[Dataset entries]
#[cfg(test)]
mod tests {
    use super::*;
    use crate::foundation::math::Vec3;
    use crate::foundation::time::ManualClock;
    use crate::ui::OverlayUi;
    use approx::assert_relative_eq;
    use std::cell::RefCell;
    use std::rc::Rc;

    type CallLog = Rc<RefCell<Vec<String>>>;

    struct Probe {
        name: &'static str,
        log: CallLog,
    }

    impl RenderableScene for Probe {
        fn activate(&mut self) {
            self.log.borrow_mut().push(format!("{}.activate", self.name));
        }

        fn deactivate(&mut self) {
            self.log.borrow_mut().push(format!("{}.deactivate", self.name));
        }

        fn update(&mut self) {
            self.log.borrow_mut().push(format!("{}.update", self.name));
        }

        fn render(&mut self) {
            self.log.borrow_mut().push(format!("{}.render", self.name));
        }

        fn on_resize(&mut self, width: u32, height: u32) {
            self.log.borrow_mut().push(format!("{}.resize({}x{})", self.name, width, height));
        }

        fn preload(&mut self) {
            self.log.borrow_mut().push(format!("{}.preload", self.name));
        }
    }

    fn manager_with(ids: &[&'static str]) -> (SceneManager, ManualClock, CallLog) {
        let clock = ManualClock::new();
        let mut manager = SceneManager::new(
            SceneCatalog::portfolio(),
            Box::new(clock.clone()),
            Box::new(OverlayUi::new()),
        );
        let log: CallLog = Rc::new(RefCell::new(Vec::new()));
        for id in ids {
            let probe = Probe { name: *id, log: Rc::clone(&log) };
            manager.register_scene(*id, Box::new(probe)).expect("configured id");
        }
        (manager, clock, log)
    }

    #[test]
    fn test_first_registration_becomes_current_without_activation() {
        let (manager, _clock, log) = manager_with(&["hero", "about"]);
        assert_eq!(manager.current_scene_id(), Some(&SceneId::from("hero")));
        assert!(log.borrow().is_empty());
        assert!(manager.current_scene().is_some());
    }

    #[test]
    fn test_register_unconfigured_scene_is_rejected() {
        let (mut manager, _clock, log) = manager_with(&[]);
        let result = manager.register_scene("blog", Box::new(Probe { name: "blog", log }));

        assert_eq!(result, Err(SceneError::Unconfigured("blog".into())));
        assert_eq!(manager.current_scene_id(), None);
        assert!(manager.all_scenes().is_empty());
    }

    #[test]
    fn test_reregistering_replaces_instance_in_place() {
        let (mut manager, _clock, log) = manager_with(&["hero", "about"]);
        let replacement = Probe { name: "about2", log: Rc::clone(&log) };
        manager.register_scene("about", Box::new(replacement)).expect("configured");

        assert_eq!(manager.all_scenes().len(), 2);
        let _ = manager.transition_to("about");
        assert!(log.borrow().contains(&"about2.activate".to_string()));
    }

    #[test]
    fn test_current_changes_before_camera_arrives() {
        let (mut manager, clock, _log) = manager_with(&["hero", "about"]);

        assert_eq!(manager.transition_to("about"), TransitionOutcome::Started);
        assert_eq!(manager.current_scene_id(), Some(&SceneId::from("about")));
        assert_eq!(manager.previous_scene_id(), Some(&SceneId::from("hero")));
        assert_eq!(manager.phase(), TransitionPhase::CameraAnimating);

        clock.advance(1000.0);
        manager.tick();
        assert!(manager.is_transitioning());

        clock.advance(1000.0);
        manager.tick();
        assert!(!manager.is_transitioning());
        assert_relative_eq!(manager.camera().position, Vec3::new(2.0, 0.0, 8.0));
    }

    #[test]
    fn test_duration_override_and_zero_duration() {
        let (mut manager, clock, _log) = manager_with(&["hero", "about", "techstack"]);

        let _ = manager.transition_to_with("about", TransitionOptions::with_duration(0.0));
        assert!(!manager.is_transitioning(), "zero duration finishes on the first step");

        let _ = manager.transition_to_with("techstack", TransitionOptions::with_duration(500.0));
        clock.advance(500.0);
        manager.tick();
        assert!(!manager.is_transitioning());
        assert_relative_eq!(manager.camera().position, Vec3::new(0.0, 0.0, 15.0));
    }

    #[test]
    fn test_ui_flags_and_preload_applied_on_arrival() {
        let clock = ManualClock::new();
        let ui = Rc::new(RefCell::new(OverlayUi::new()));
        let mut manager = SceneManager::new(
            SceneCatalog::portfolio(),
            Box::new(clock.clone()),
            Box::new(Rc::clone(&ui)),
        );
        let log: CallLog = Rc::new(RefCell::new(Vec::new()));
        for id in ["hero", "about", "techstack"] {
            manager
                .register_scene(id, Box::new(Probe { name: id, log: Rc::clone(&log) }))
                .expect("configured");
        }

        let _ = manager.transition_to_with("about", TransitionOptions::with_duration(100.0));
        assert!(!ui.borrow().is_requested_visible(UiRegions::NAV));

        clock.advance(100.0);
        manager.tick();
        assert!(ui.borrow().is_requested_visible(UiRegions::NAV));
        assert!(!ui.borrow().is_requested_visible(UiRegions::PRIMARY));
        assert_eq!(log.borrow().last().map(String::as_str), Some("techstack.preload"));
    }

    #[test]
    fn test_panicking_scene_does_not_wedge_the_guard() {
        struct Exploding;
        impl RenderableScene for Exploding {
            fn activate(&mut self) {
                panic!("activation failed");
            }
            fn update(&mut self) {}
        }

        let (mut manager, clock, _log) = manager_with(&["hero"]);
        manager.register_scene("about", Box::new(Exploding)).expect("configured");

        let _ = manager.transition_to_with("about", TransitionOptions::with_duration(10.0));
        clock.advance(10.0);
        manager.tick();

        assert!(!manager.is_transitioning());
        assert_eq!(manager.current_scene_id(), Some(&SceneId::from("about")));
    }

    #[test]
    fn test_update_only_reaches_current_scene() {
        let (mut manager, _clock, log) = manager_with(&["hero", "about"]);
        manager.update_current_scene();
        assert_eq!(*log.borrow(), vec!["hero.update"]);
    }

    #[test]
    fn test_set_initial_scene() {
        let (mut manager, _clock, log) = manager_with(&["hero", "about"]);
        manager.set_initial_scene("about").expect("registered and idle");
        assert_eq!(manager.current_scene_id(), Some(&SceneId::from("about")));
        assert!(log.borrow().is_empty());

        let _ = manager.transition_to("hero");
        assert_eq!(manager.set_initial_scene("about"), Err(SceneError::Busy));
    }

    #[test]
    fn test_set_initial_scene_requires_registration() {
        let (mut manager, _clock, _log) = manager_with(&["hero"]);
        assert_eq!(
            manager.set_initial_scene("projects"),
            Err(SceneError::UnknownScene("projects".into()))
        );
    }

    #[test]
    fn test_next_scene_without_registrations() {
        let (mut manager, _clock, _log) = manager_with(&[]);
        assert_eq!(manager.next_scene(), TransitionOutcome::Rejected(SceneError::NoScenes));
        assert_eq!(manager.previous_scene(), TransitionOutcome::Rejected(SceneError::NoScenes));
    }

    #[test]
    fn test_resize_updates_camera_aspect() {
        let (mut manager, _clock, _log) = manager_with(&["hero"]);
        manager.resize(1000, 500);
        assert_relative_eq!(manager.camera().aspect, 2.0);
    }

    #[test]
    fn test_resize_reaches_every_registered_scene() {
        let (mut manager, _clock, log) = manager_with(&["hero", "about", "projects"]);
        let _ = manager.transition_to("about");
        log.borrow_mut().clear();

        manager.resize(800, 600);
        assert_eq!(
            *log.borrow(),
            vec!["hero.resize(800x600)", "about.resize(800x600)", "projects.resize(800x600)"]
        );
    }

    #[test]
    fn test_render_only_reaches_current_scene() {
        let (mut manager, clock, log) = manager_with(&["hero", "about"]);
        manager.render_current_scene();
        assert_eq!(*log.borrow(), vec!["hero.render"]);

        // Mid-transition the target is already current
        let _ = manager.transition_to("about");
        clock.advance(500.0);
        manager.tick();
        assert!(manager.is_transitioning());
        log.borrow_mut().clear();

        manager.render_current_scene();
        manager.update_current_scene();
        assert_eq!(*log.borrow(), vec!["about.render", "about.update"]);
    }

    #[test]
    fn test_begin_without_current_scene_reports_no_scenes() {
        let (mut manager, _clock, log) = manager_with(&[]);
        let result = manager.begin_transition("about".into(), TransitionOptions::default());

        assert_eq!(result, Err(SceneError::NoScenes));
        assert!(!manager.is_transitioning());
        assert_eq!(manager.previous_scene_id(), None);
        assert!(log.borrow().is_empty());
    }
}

→ **REQUIREMENT**
Search the entries for the word "NoScenes" and show every line that has it.

→ **RESPONSE BOX**
        assert_eq!(manager.next_scene(), TransitionOutcome::Rejected(SceneError::NoScenes));
        assert_eq!(manager.previous_scene(), TransitionOutcome::Rejected(SceneError::NoScenes));
        assert_eq!(result, Err(SceneError::NoScenes));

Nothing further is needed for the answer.